Le 23 décembre 1871, voilà exactement 150 ans, a lieu la première de "Aïda" de Giuseppe Verdi lors de l'inauguration du nouvel Opéra flambant neuf du Caire. C’est sur la demande du khédive Ismaïl-Pacha, vice-roi d’Égypte et en prévision de l'inauguration d'un nouvel Opéra au Caire, que Giuseppe Verdi compose “Aïda”. La commande était précise : créer un œuvre de prestige, un opéra purement antique et égyptien avec une mise en scène rigoureusement exacte et une couleur locale strictement conservée.

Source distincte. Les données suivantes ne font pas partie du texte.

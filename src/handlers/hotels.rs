use std::sync::Arc;

use axum::extract::{Path, Query, State};
use axum::http::{HeaderMap, StatusCode};
use axum::response::Response;
use serde::{Deserialize, Serialize};

use crate::errors::AppError;
use crate::models::HotelQuery;
use crate::state::AppState;

use super::{check_auth, data, fail, list, ok};

// GET /api/hotels
pub async fn list_hotels(State(state): State<Arc<AppState>>, Query(query): Query<HotelQuery>) -> Response {
    list(state.catalog().filter(&query))
}

#[derive(Debug, Default, Deserialize)]
pub struct SearchQuery {
    pub q: Option<String>,
    pub city: Option<String>,
    #[serde(rename = "minPrice")]
    pub min_price: Option<f64>,
    #[serde(rename = "maxPrice")]
    pub max_price: Option<f64>,
}

// GET /api/hotels/search
pub async fn search(State(state): State<Arc<AppState>>, Query(query): Query<SearchQuery>) -> Response {
    list(state.catalog().search(
        query.q.as_deref(),
        query.city.as_deref(),
        query.min_price,
        query.max_price,
    ))
}

// GET /api/hotels/stats
pub async fn stats(State(state): State<Arc<AppState>>) -> Response {
    data(StatusCode::OK, state.catalog().stats())
}

// GET /api/hotels/:id
pub async fn get_hotel(State(state): State<Arc<AppState>>, Path(id): Path<String>) -> Response {
    let catalog = state.catalog();
    match catalog.get(&id) {
        Some(hotel) => data(StatusCode::OK, hotel),
        None => fail(&state, AppError::NotFound("Hotel".to_string())),
    }
}

#[derive(Serialize)]
struct Reloaded {
    hotels: usize,
}

// POST /api/hotels/reload
pub async fn reload(State(state): State<Arc<AppState>>, headers: HeaderMap) -> Response {
    if let Err(denied) = check_auth(&headers, &state.config.admin_token) {
        return denied;
    }

    match state.reload_catalog() {
        Ok(hotels) => ok(Reloaded { hotels }),
        Err(e) => fail(&state, AppError::Storage(e)),
    }
}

Des précisions à cette genèse du célèbre opéra sont apportées par Jean-Luc Chappaz, conservateur en chef du Musée d’art et d’histoire de Genève : “[Le librettiste Camille du Locle cherchait le sujet d’un nouvel opéra dont il fournirait le livret à Verdi. Un voyage en Égypte, en 1869, lui donna l’occasion de se lier à l’égyptologue français Auguste Mariette, directeur des Antiquités, très proche du vice-roi. Que se dirent-ils alors ? Nul ne le saura jamais, mais il est probable que c’est à ce moment-là que le projet de créer un opéra égyptien dût voir le jour : Mariette se serait occupé de convaincre le khédive, Camille du Locle de trouver un compositeur de talent, si possible Verdi. Les discussions furent longues, le salaire proposé généreux, et ce n’est qu’après la lecture d’un scénario anonyme que Verdi accepta. On sait aujourd’hui que l’auteur de ce "programme" n’est autre que Mariette lui-même.”Capture du2019écran 2014 12 20 à 17.37.56

Rappel de l'intrigue : Aux temps des Pharaons, l’esclave Aïda et le général égyptien Radamès s’aiment en dépit des conflits politiques qui déchirent leurs pays. La guerre éclate et Radamès victorieux se voit offrir la main de la fille du roi d’Égypte, Amneris. Le choix s’offre à lui : trahir son pays ou trahir son amour…

 

Tout devant être préparé dans les meilleures conditions pour la renommée naissante du nouvel Opéra khédivial, il est décidé que les décors, costumes et accessoires, seront fabriqués à Paris, sous le contrôle direct de Mariette. Arrivé sur place en juillet 1870, il dessine lui-même les costumes et donne les modèles des décors. Le temple de Vulcain est une restitution du Ramesseum de Thèbes, du temps de la dix-neuvième dynastie. Le temple d’Isis à l’acte III est une reproduction du temple de Philæ. La statue colossale de l’acte IV a été relevée dans la première cour du temple de Medinet-Abou. Les bijoux ainsi que la barque et la vache sacrée ont été copiés au musée de Boulaq. Certains costumes ont été relevés sur la tombe même de Ramsès III.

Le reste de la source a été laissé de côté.